Responsibility for fixing up CBA has been turned over to the bank itself. More could have been done, including placing conditions on CBA’s banking licence and removing board members and executives.
APRA has applied a A$1 billion add-on to CBA’s minimum capital requirement. These are the financial assets that the Commonwealth Bank is required to hold to ensure a stable banking system.
APRA has also accepted an enforceable undertaking from the CBA. This is essentially an agreement under which CBA accepts the report’s findings (but does not expressly agree with them) and promises to prepare a plan to respond to its recommendations.
There are indications in the APRA report that there will be further investigations of the conduct of bank employees.
The $1 billion add-on to CBA’s capital requirements is not a penalty, despite commentary to that effect. APRA can and does require top-ups of this kind from time to time under the Banking Act to ensure security and confidence in the banking sector.
Given the Commonwealth Bank’s size and leading role in the sector, the additional capital requirement is prudent but hardly controversial. The funds will be returned to CBA when it completes the actions proposed by the enforceable undertaking.
At best, the capital requirement is a temporary but not significant inconvenience for CBA. It represents a mere 0.103% of its total assets as of the last financial year.
That leaves the CBA enforceable undertaking as the principal outcome from the APRA report.
The enforceable undertaking is mostly a procedural document. For instance, CBA must submit its remedial action plan by June 30, 2018.
It must have a clear and measurable set of responses and a timetable for each response, and must nominate a person responsible from the CBA executive team. CBA must also appoint an independent reviewer, approved by APRA, to report to APRA on compliance with the enforceable undertaking and the completion of items in the plan. CBA must report separately on executive pay issues.
In essence APRA has handed over the responsibility for cleaning up the management mess found at the CBA to the bank itself, despite finding that it is culturally unfit to properly manage itself.
Why should anyone take comfort from that arrangement?
APRA’s report also makes clear that the problems at the Commonwealth Bank do not stem from one specific issue. The problems affect the whole organisation of more than 45,000 employees with $967 billion in assets.
An independent reviewer will vet what is being done and report on its success or otherwise to APRA. But that report will be made to APRA, not to the general public. We may never know what measures the bank implements as APRA has no obligation to disclose anything.
What else could have been done?
An enforceable undertaking can save the regulator the time, cost and uncertainty of taking legal action, as well as enable it to craft specific remedial actions to fit the circumstances.

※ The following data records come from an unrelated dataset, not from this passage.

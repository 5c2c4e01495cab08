//! Thin convenience layer over the objc2 ecosystem.
//!
//! Re-exports the handful of runtime types the UI code uses constantly,
//! plus helpers for dynamic class lookup, NSString conversion in both
//! directions, and ivar access on runtime-registered classes.

#![allow(non_upper_case_globals)]
#![allow(non_camel_case_types)]

use std::ffi::{c_char, CStr};

// ============================================================================
// Core objc2 re-exports
// ============================================================================

pub use objc2::runtime::{AnyClass, AnyObject, Bool, Sel};
pub use objc2::{class, msg_send, sel, ClassType};

// ============================================================================
// Type aliases
// ============================================================================

/// Untyped Objective-C object pointer. Used for classes we only know at
/// runtime (ScreenSaverDefaults, runtime-registered views); prefer typed
/// objc2 pointers where the class is statically known.
pub type id = *mut AnyObject;

/// Null object pointer.
pub const nil: id = std::ptr::null_mut();

/// Objective-C BOOL constants (u8-backed, not Rust bool).
pub const YES: Bool = Bool::YES;
pub const NO: Bool = Bool::NO;

// ============================================================================
// Foundation types
// ============================================================================

pub use objc2_foundation::{NSPoint, NSRect, NSSize, NSString};

// ============================================================================
// Memory management
// ============================================================================

pub use objc2::rc::Retained;

// ============================================================================
// Helper functions
// ============================================================================

/// The shared NSApplication instance.
#[inline]
#[allow(non_snake_case)]
pub fn NSApp() -> id {
    unsafe { msg_send![objc2_app_kit::NSApplication::class(), sharedApplication] }
}

/// Create an NSString and return it as a raw id pointer.
///
/// The pointer is retained; for objects handed straight to Cocoa (window
/// titles, dictionary values) that retain is intentionally left to Cocoa.
#[inline]
pub fn nsstring_id(s: &str) -> id {
    let ns = NSString::from_str(s);
    Retained::into_raw(ns) as id
}

/// Copy an NSString into a Rust `String`. `nil` becomes the empty string.
///
/// # Safety
/// `s` must be `nil` or a valid NSString.
pub unsafe fn rust_string(s: id) -> String {
    if s == nil {
        return String::new();
    }
    let ptr: *const c_char = msg_send![s, UTF8String];
    if ptr.is_null() {
        String::new()
    } else {
        CStr::from_ptr(ptr).to_string_lossy().into_owned()
    }
}

/// Look up a class by name, panicking if not found.
///
/// Only used for classes guaranteed to exist in AppKit/Foundation; soft
/// lookups (ScreenSaverDefaults) go through `AnyClass::get` directly.
#[inline]
pub fn get_class(name: &str) -> &'static AnyClass {
    let c_name = std::ffi::CString::new(name).expect("Invalid class name");
    AnyClass::get(&c_name).unwrap_or_else(|| panic!("Class '{}' not found", name))
}

// ============================================================================
// Ivar access on runtime-registered classes
// ============================================================================

use objc2::encode::Encode;

/// Extension trait for accessing instance variables on AnyObject.
///
/// # Safety contract (all methods)
/// The ivar must exist on the object's class and be of type `T`; UI
/// objects must only be touched from the main thread.
pub trait ObjectExt {
    unsafe fn load_ivar<T: Encode>(&self, name: &str) -> &T;
    unsafe fn load_ivar_mut<T: Encode>(&mut self, name: &str) -> &mut T;
    unsafe fn store_ivar<T: Encode>(&mut self, name: &str, value: T);
}

impl ObjectExt for AnyObject {
    unsafe fn load_ivar<T: Encode>(&self, name: &str) -> &T {
        let cls = self.class();
        let c_name = std::ffi::CString::new(name).unwrap();
        let ivar = cls
            .instance_variable(&c_name)
            .unwrap_or_else(|| panic!("ivar '{}' not found", name));
        ivar.load::<T>(self)
    }

    unsafe fn load_ivar_mut<T: Encode>(&mut self, name: &str) -> &mut T {
        let cls = self.class();
        let c_name = std::ffi::CString::new(name).unwrap();
        let ivar = cls
            .instance_variable(&c_name)
            .unwrap_or_else(|| panic!("ivar '{}' not found", name));
        ivar.load_mut::<T>(self)
    }

    unsafe fn store_ivar<T: Encode>(&mut self, name: &str, value: T) {
        let cls = self.class();
        let c_name = std::ffi::CString::new(name).unwrap();
        let ivar = cls
            .instance_variable(&c_name)
            .unwrap_or_else(|| panic!("ivar '{}' not found", name));
        *ivar.load_mut::<T>(self) = value;
    }
}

But there is very little tailoring in the Commonwealth Bank’s enforceable undertaking. APRA has opted to wait and see what remedial action the bank comes up with. The regulatory touch is so light that even describing it as featherweight would be an exaggeration.

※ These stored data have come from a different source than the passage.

//! Global access to the application event bus.
//!
//! The sender lives in a `OnceLock` (it is `Send + Sync`); the receiver
//! sits behind a `Mutex` and is only touched from the main thread.
//!
//! Unlike an app with a single `main`, a screensaver bundle has no one
//! startup point — the host may instantiate several views, in any order.
//! `init_event_bus` is therefore idempotent: the first caller wins.

use std::sync::mpsc::{self, Receiver, Sender};
use std::sync::{Mutex, OnceLock};

use super::bus::EventPublisher;
use super::types::AppEvent;

static SENDER: OnceLock<Sender<AppEvent>> = OnceLock::new();
static RECEIVER: OnceLock<Mutex<Receiver<AppEvent>>> = OnceLock::new();

/// Initialize the global bus if no one has yet. Safe to call repeatedly.
pub fn init_event_bus() {
    if SENDER.get().is_some() {
        return;
    }
    let (sender, receiver) = mpsc::channel();
    // On a lost race the extra channel is simply dropped.
    let _ = SENDER.set(sender);
    let _ = RECEIVER.set(Mutex::new(receiver));
}

/// A publisher handle for the global bus.
pub fn publisher() -> EventPublisher {
    init_event_bus();
    EventPublisher::from_sender(SENDER.get().expect("event bus sender").clone())
}

/// Publish one event to the global bus.
pub fn publish(event: AppEvent) {
    init_event_bus();
    if let Some(sender) = SENDER.get() {
        // Ignore send errors - receiver dropped means we are shutting down
        let _ = sender.send(event);
    }
}

/// Drain all pending events from the global bus.
pub fn drain_events() -> Vec<AppEvent> {
    init_event_bus();
    let Some(receiver) = RECEIVER.get() else {
        return Vec::new();
    };
    let Ok(receiver) = receiver.lock() else {
        return Vec::new();
    };
    let mut events = Vec::new();
    while let Ok(event) = receiver.try_recv() {
        events.push(event);
    }
    events
}

#[cfg(test)]
mod tests {
    use super::*;

    // The global bus is process-wide state, so these tests share it; each
    // drains before asserting to stay independent of ordering.

    #[test]
    fn init_is_idempotent() {
        init_event_bus();
        init_event_bus();
        let _ = drain_events();
        publish(AppEvent::PreferencesChanged);
        assert_eq!(drain_events(), vec![AppEvent::PreferencesChanged]);
    }
}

APRA could have done much more than it did. Banks require a licence and APRA is empowered by the Banking Act to place conditions on these licences that restrict or limit how banks can operate.
APRA could have used this power to place immediate restrictions on CBA’s business practices, including on the size and calculation of executive compensation. One of the major findings of APRA’s report is that CBA executive compensation schemes did not provide sufficient incentives for senior executives to account for risk in their decision-making. Certainly, the criticisms of CBA management in the APRA report are sufficient to warrant this kind of action.

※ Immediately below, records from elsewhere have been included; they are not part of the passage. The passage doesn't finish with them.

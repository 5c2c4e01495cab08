//! Quote file parsing and selection (pure Rust, no FFI).
//!
//! A quote file is plain text, one quote per line. Blank lines are
//! ignored and a literal two-character `\n` inside a line expands to a
//! real line break, so multi-line quotes can be authored on one line.

use std::fmt;
use std::path::Path;

use rand::Rng;
use thiserror::Error;

/// One displayable unit of text from the quote file.
#[derive(Debug, Clone, PartialEq, Eq)]
pub struct Quote {
    pub text: String,
}

impl Quote {
    pub fn new(text: impl Into<String>) -> Self {
        Self { text: text.into() }
    }
}

impl fmt::Display for Quote {
    fn fmt(&self, f: &mut fmt::Formatter<'_>) -> fmt::Result {
        f.write_str(&self.text)
    }
}

/// Why a quote file failed to produce any quotes.
///
/// The `Display` output of each variant is shown on screen verbatim as a
/// single diagnostic quote, so failures never propagate to the host.
#[derive(Debug, Error)]
pub enum LoadError {
    #[error("Quote file not found at: {path}")]
    NotFound { path: String },

    #[error("No content found in file")]
    Empty,

    #[error("Error reading quote file: {0}")]
    Read(#[from] std::io::Error),
}

/// The in-memory collection of quotes parsed from the current file.
///
/// Invariant: never empty. Every failure path substitutes a one-element
/// deck holding a diagnostic quote.
#[derive(Debug, Clone, PartialEq, Eq)]
pub struct QuoteDeck {
    quotes: Vec<Quote>,
}

impl QuoteDeck {
    /// Read and parse the file at `path`. Never returns an empty deck.
    pub fn load(path: impl AsRef<Path>) -> Self {
        let path = path.as_ref();
        match Self::try_load(path) {
            Ok(deck) => {
                log::debug!("loaded {} quote(s) from {}", deck.len(), path.display());
                deck
            }
            Err(err) => {
                log::debug!("quote load failed for {}: {err}", path.display());
                Self::diagnostic(err)
            }
        }
    }

    fn try_load(path: &Path) -> Result<Self, LoadError> {
        if !path.exists() {
            return Err(LoadError::NotFound {
                path: path.display().to_string(),
            });
        }
        let content = std::fs::read_to_string(path)?;
        let quotes = parse_quotes(&content);
        if quotes.is_empty() {
            return Err(LoadError::Empty);
        }
        Ok(Self { quotes })
    }

    /// One-element deck carrying the failure description.
    pub fn diagnostic(err: LoadError) -> Self {
        Self {
            quotes: vec![Quote::new(err.to_string())],
        }
    }

    /// Uniform random selection. Deterministic on a one-element deck.
    pub fn pick_random<R: Rng + ?Sized>(&self, rng: &mut R) -> &Quote {
        // Index is always in range: the deck is never empty.
        &self.quotes[rng.random_range(0..self.quotes.len())]
    }

    pub fn len(&self) -> usize {
        self.quotes.len()
    }

    pub fn is_empty(&self) -> bool {
        self.quotes.is_empty()
    }

    pub fn quotes(&self) -> &[Quote] {
        &self.quotes
    }
}

/// Split `content` into quotes: one per line, trimmed, blanks dropped,
/// literal `\n` pairs expanded to real newlines. Preserves file order.
pub fn parse_quotes(content: &str) -> Vec<Quote> {
    content
        .lines()
        .map(str::trim)
        .filter(|line| !line.is_empty())
        .map(|line| Quote::new(line.replace("\\n", "\n")))
        .collect()
}

#[cfg(test)]
mod tests {
    use super::*;

    #[test]
    fn parse_one_quote_per_line_in_file_order() {
        let quotes = parse_quotes("first\nsecond\nthird\n");
        assert_eq!(quotes.len(), 3);
        assert_eq!(quotes[0].text, "first");
        assert_eq!(quotes[1].text, "second");
        assert_eq!(quotes[2].text, "third");
    }

    #[test]
    fn parse_trims_and_drops_blank_lines() {
        let quotes = parse_quotes("A\n\nB\n  \nC");
        assert_eq!(quotes.len(), 3);
        assert_eq!(quotes[0].text, "A");
        assert_eq!(quotes[1].text, "B");
        assert_eq!(quotes[2].text, "C");
    }

    #[test]
    fn parse_expands_literal_backslash_n() {
        let quotes = parse_quotes("Hello\\nWorld");
        assert_eq!(quotes.len(), 1);
        assert_eq!(quotes[0].text, "Hello\nWorld");
    }

    #[test]
    fn parse_leaves_other_escapes_alone() {
        let quotes = parse_quotes("a\\tb \\\\n");
        assert_eq!(quotes[0].text, "a\\tb \\\n");
    }

    #[test]
    fn parse_whitespace_only_content_yields_nothing() {
        assert!(parse_quotes("   \n\t\n  ").is_empty());
    }

    #[test]
    fn missing_file_yields_diagnostic_deck() {
        let deck = QuoteDeck::load("/nonexistent/quotes.txt");
        assert_eq!(deck.len(), 1);
        assert_eq!(
            deck.quotes()[0].text,
            "Quote file not found at: /nonexistent/quotes.txt"
        );
    }

    #[test]
    fn empty_error_message_is_exact() {
        assert_eq!(LoadError::Empty.to_string(), "No content found in file");
    }

    #[test]
    fn read_error_message_carries_description() {
        let io = std::io::Error::new(std::io::ErrorKind::PermissionDenied, "denied");
        let msg = LoadError::from(io).to_string();
        assert!(msg.starts_with("Error reading quote file: "));
        assert!(msg.contains("denied"));
    }

    #[test]
    fn pick_random_single_element_is_deterministic() {
        let deck = QuoteDeck::diagnostic(LoadError::Empty);
        let mut rng = rand::rng();
        for _ in 0..20 {
            assert_eq!(deck.pick_random(&mut rng).text, "No content found in file");
        }
    }
}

APRA has the power to remove a bank director or senior manager if the person does not meet one or more of the criteria for fitness and propriety. That APRA did not do this may be because there have already been resignations and new directors at the Commonwealth Bank.
APRA should have queried whether these changes were sufficient. Perhaps this is part of the wait-and-see approach implied in the enforceable undertaking.
The APRA report highlights systemic problems in Australia’s leading company and premier bank, including a culture of complacency, defensiveness, insularity and overconfidence. But for all of that, and despite the financial and emotional costs borne by the Australia community, APRA’s response appears to be no more than “wait and see”.